Pathfinder Roleplaying Game Superscriber
JoelF847 wrote:
I vastly prefer untrained being at a negative rather than 0. I want my characters to be bad at things they don't know how to do. I know I'm pretty awful at things I have zero skill at - no matter how good I am at some things, learning languages and playing musical instruments are things I'm completely untrained at (despite having actually taking lessons/classes in them). I want to be able to build characters who are also bad at things they don't know how to do, because, that's how life works.

But things that are difficult should just be a higher DC... otherwise, untrained at jumping is -4 and untrained at computer programming is -4... that makes no sense that I'm equally as bad at those to things and have an equal chance of success... the DC is what matters.
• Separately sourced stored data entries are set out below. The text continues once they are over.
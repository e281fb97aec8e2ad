//! MongoDB backend implementation for docmodel.
//!
//! This crate provides a MongoDB-based implementation of the `StoreBackend` trait and
//! a `StoreConnector` that opens one client per registered connection.
//!
//! To use this backend, include the `mongodb` feature in your `Cargo.toml`:
//!
//! ```toml
//! [dependencies]
//! docmodel = { version = "x.y.z", features = ["mongodb"] }
//! ```
//!
//! # Connection
//!
//! The connector reads the connection string, database name, credentials and connect
//! timeout from the `ConnectionConfig` and pings the server before the connection is
//! reported open.
//!
//! # Example
//!
//! ```ignore
//! use std::sync::Arc;
//! use docmodel::{connection::*, mongodb::MongoDbConnector};
//!
//! let registry = Arc::new(ConnectionRegistry::new(MongoDbConnector::new()));
//! registry
//!     .create_connection(
//!         ConnectionConfig::new("mongodb://localhost:27017").with_db_name("shop"),
//!         NoEvents,
//!     )
//!     .await;
//! ```

#[allow(unused_extern_crates)]
extern crate self as docmodel_mongodb;

pub mod query;
pub mod store;

pub use store::{MongoDbConnector, MongoDbStore};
And my lack of training is +0... I have no bonuses for training and no minuses for being exceptionally low intelligence or low strength etc.

So to you wanting to be bad at things... having untrained be zero, and all DC's being higher does the same thing.
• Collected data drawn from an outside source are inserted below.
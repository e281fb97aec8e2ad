//! Named document database connections with a uniform model layer.
//!
//! This crate is the primary entry point of the docmodel project. It re-exports the
//! core types and gives access to the storage backends.
//!
//! A [`ConnectionRegistry`](connection::ConnectionRegistry) owns named connections,
//! each opened once through a [`StoreConnector`](backend::StoreConnector). A
//! [`Model`](model::Model) is bound to one database name and one collection and offers
//! CRUD, existence checks, paged listing with search and date ranges, and named
//! extensions. The model maintains `id`, `createdDate` and `updatedDate` on the
//! documents it writes.
//!
//! # Quick Start
//!
//! ```ignore
//! use std::sync::Arc;
//! use docmodel::{prelude::*, memory::InMemoryConnector};
//! use docmodel::bson::doc;
//!
//! #[tokio::main]
//! async fn main() -> DocumentStoreResult<()> {
//!     let registry = Arc::new(ConnectionRegistry::new(InMemoryConnector::new()));
//!     registry
//!         .create_connection(ConnectionConfig::new("memory://"), NoEvents)
//!         .await;
//!
//!     let users = Model::builder(registry.clone(), "users")
//!         .schema(Schema::new().field("email", FieldDef::new(FieldType::String).unique()))
//!         .build()
//!         .await?;
//!     users.sync_indexes().await?;
//!
//!     let alice = users.create(doc! { "name": "Alice", "email": "alice@example.com" }).await?;
//!     users
//!         .update_by_id(alice.get_str("id").unwrap_or_default(), doc! { "name": "Alicia" })
//!         .await?;
//!
//!     let page = users
//!         .find_listable(
//!             &ListQuery::new()
//!                 .take(20)
//!                 .search(Search::new(vec!["name", "email"], "ali"))
//!                 .sort(ListSort::new("createdDate", SortOrder::Desc)),
//!         )
//!         .await?;
//!     println!("{page:?}");
//!
//!     registry.teardown().await
//! }
//! ```
//!
//! # Backends
//!
//! - [`memory`] - In-memory storage for development and testing
//! - [`mongodb`] - MongoDB backend (requires the `mongodb` feature)

pub mod prelude;

pub use docmodel_core::{backend, connection, document, error, listing, model, query, schema, text, update};

// Re-export BSON types for convenience
pub use bson;

// Needed to implement `ModelExtension`
pub use async_trait::async_trait;

/// In-memory storage backend implementations.
pub mod memory {
    pub use docmodel_memory::{InMemoryConnector, InMemoryStore};
}

/// MongoDB storage backend implementations.
///
/// This module is only available when the `mongodb` feature is enabled.
#[cfg(feature = "mongodb")]
pub mod mongodb {
    pub use docmodel_mongodb::{MongoDbConnector, MongoDbStore, query::MongoQueryTranslator};
}
//! In-memory storage implementation for document stores.
//!
//! Collections are vectors of BSON documents kept in insertion order behind an
//! async-aware read-write lock, so unsorted reads return documents in natural
//! (insertion) order like a freshly written MongoDB collection.

use async_trait::async_trait;
use bson::Document;
use mea::rwlock::RwLock;
use std::{any::Any, collections::HashMap, sync::Arc};
use tracing::debug;

use docmodel_core::{
    backend::{StoreBackend, StoreConnector, UpdateOutcome},
    connection::ConnectionConfig,
    error::{DocumentStoreError, DocumentStoreResult},
    query::{Expr, Query, SortDirection},
};

use crate::evaluator::{Comparable, DocumentEvaluator, lookup};

type StoreMap = HashMap<String, Vec<Document>>;

/// Thread-safe in-memory document store.
///
/// Clones share the same data. Unique indexes are enforced on insert and update;
/// plain indexes are accepted and ignored.
///
/// # Example
///
/// ```ignore
/// use docmodel_memory::InMemoryStore;
/// use docmodel_core::{backend::StoreBackend, query::Filter};
/// use bson::doc;
///
/// let store = InMemoryStore::new();
/// store.insert_one("users", doc! { "id": "1", "name": "Alice" }).await?;
/// let found = store.find_one("users", Some(Filter::eq("id", "1"))).await?;
/// ```
#[derive(Default, Clone, Debug)]
pub struct InMemoryStore {
    /// collection name -> documents in insertion order
    store: Arc<RwLock<StoreMap>>,
    /// collection name -> fields with a unique index
    unique: Arc<RwLock<HashMap<String, Vec<String>>>>,
}

impl InMemoryStore {
    /// Creates a new empty in-memory document store.
    pub fn new() -> Self {
        Self::default()
    }

    /// Number of documents in `collection`.
    pub async fn count(&self, collection: &str) -> usize {
        self.store
            .read()
            .await
            .get(collection)
            .map_or(0, Vec::len)
    }

    fn matching_positions(
        documents: &[Document],
        filter: Option<&Expr>,
        first_only: bool,
    ) -> DocumentStoreResult<Vec<usize>> {
        let Some(filter) = filter else {
            let all = if first_only { documents.len().min(1) } else { documents.len() };
            return Ok((0..all).collect());
        };

        let mut evaluator = DocumentEvaluator::new();
        let mut positions = Vec::new();

        for (position, document) in documents.iter().enumerate() {
            if evaluator.matches(document, filter)? {
                positions.push(position);
                if first_only {
                    break;
                }
            }
        }

        Ok(positions)
    }

    fn check_unique(
        documents: &[Document],
        unique_fields: &[String],
        candidate: &Document,
        skip: Option<usize>,
        collection: &str,
    ) -> DocumentStoreResult<()> {
        for field in unique_fields {
            let Some(value) = lookup(candidate, field) else {
                continue;
            };

            let duplicate = documents
                .iter()
                .enumerate()
                .filter(|(position, _)| Some(*position) != skip)
                .any(|(_, other)| lookup(other, field).is_some_and(|existing| existing == value));

            if duplicate {
                return Err(DocumentStoreError::Store(format!(
                    "duplicate key in {collection}: {field} = {value}"
                )));
            }
        }

        Ok(())
    }

    async fn update(
        &self,
        collection: &str,
        filter: Expr,
        set: Document,
        first_only: bool,
    ) -> DocumentStoreResult<UpdateOutcome> {
        let unique = self.unique.read().await;
        let unique_fields = unique
            .get(collection)
            .map(Vec::as_slice)
            .unwrap_or_default();
        let mut store = self.store.write().await;
        let Some(documents) = store.get_mut(collection) else {
            return Ok(UpdateOutcome::default());
        };

        let positions = Self::matching_positions(documents, Some(&filter), first_only)?;
        let mut outcome = UpdateOutcome { matched: positions.len() as u64, modified: 0 };

        for position in positions {
            let mut updated = documents[position].clone();
            for (key, value) in set.iter() {
                updated.insert(key.clone(), value.clone());
            }

            if updated != documents[position] {
                Self::check_unique(documents, unique_fields, &updated, Some(position), collection)?;
                documents[position] = updated;
                outcome.modified += 1;
            }
        }

        Ok(outcome)
    }

    async fn delete(&self, collection: &str, filter: Expr, first_only: bool) -> DocumentStoreResult<u64> {
        let mut store = self.store.write().await;
        let Some(documents) = store.get_mut(collection) else {
            return Ok(0);
        };

        let positions = Self::matching_positions(documents, Some(&filter), first_only)?;
        for position in positions.iter().rev() {
            documents.remove(*position);
        }

        Ok(positions.len() as u64)
    }
}

/// Applies `skip` then `limit` with MongoDB semantics: a zero limit means no limit, a
/// negative limit is taken by absolute value and a negative skip is an error.
fn paginate(documents: Vec<Document>, offset: Option<i64>, limit: Option<i64>) -> DocumentStoreResult<Vec<Document>> {
    let skip = match offset.unwrap_or(0) {
        skip if skip < 0 => {
            return Err(DocumentStoreError::Store(format!("skip value must be non-negative, got {skip}")));
        }
        skip => skip as usize,
    };
    let take = match limit.unwrap_or(0) {
        0 => usize::MAX,
        limit => limit.unsigned_abs() as usize,
    };

    Ok(documents
        .into_iter()
        .skip(skip)
        .take(take)
        .collect())
}

#[async_trait]
impl StoreBackend for InMemoryStore {
    async fn insert_one(&self, collection: &str, document: Document) -> DocumentStoreResult<()> {
        let unique = self.unique.read().await;
        let mut store = self.store.write().await;
        let documents = store
            .entry(collection.to_string())
            .or_default();

        if let Some(fields) = unique.get(collection) {
            Self::check_unique(documents, fields, &document, None, collection)?;
        }
        documents.push(document);

        Ok(())
    }

    async fn find_one(&self, collection: &str, filter: Option<Expr>) -> DocumentStoreResult<Option<Document>> {
        let store = self.store.read().await;
        let Some(documents) = store.get(collection) else {
            return Ok(None);
        };

        Ok(Self::matching_positions(documents, filter.as_ref(), true)?
            .first()
            .map(|position| documents[*position].clone()))
    }

    async fn find_many(&self, collection: &str, query: Query) -> DocumentStoreResult<Vec<Document>> {
        let store = self.store.read().await;
        let Some(documents) = store.get(collection) else {
            return Ok(vec![]);
        };

        let mut found = Self::matching_positions(documents, query.filter.as_ref(), false)?
            .into_iter()
            .map(|position| documents[position].clone())
            .collect::<Vec<_>>();

        if let Some(sort) = &query.sort {
            // Stable, so ties keep natural order.
            found.sort_by(|a, b| {
                let left = lookup(a, &sort.field)
                    .map(Comparable::from)
                    .unwrap_or(Comparable::Null);
                let right = lookup(b, &sort.field)
                    .map(Comparable::from)
                    .unwrap_or(Comparable::Null);

                match sort.direction {
                    SortDirection::Asc => left.sort_cmp(&right),
                    SortDirection::Desc => right.sort_cmp(&left),
                }
            });
        }

        paginate(found, query.offset, query.limit)
    }

    async fn update_one(&self, collection: &str, filter: Expr, set: Document) -> DocumentStoreResult<UpdateOutcome> {
        self.update(collection, filter, set, true).await
    }

    async fn update_many(&self, collection: &str, filter: Expr, set: Document) -> DocumentStoreResult<UpdateOutcome> {
        self.update(collection, filter, set, false).await
    }

    async fn delete_one(&self, collection: &str, filter: Expr) -> DocumentStoreResult<u64> {
        self.delete(collection, filter, true).await
    }

    async fn delete_many(&self, collection: &str, filter: Expr) -> DocumentStoreResult<u64> {
        self.delete(collection, filter, false).await
    }

    async fn exists(&self, collection: &str, filter: Expr) -> DocumentStoreResult<bool> {
        let store = self.store.read().await;

        match store.get(collection) {
            Some(documents) => Ok(!Self::matching_positions(documents, Some(&filter), true)?.is_empty()),
            None => Ok(false),
        }
    }

    async fn create_index(&self, collection: &str, field: &str, unique: bool) -> DocumentStoreResult<()> {
        if !unique {
            // Plain indexes only speed up lookups; nothing to do in memory.
            return Ok(());
        }

        let mut indexes = self.unique.write().await;
        let fields = indexes
            .entry(collection.to_string())
            .or_default();

        if !fields.iter().any(|existing| existing == field) {
            fields.push(field.to_string());
        }

        Ok(())
    }

    fn as_any(&self) -> &dyn Any {
        self
    }
}

/// Opens in-memory stores.
///
/// The connection string is ignored. Every successful open yields a fresh empty store, so
/// separate registries (e.g. one per test) never share data.
#[derive(Debug, Default, Clone)]
pub struct InMemoryConnector;

impl InMemoryConnector {
    pub fn new() -> Self {
        Self
    }
}

#[async_trait]
impl StoreConnector for InMemoryConnector {
    async fn connect(&self, config: &ConnectionConfig) -> DocumentStoreResult<Arc<dyn StoreBackend>> {
        debug!(db_name = %config.db_name, "opening in-memory store");

        Ok(Arc::new(InMemoryStore::new()))
    }
}
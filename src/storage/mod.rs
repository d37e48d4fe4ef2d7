//! Storage layer for logseq-index
//!
//! A single SQLite file holding pages, tags and an FTS5 index over page
//! names. The whole file is rebuilt on every `build`.

pub mod schema;
pub mod sqlite;

pub use schema::{SCHEMA_VERSION, Tokenizer};
pub use sqlite::{Store, StoreOptions};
I imagine what you're saying here though is the design reason. They wanted people to feel crappy at the things they aren't trained in. But, lest a designer chimes in, we won't know the actual reasons.

I know the -4 really turns off some people... I actually saw this argument brought up in another venue, and I agreed with the concerns, but not the vitriol (clearly not someone hoping to help make Pathfinder 2.0 a shining success.)... so in any case, knowing that some people will be turned off by penalizing players (and resulting in a negative gameplay experience for them), I was curious as to the reason.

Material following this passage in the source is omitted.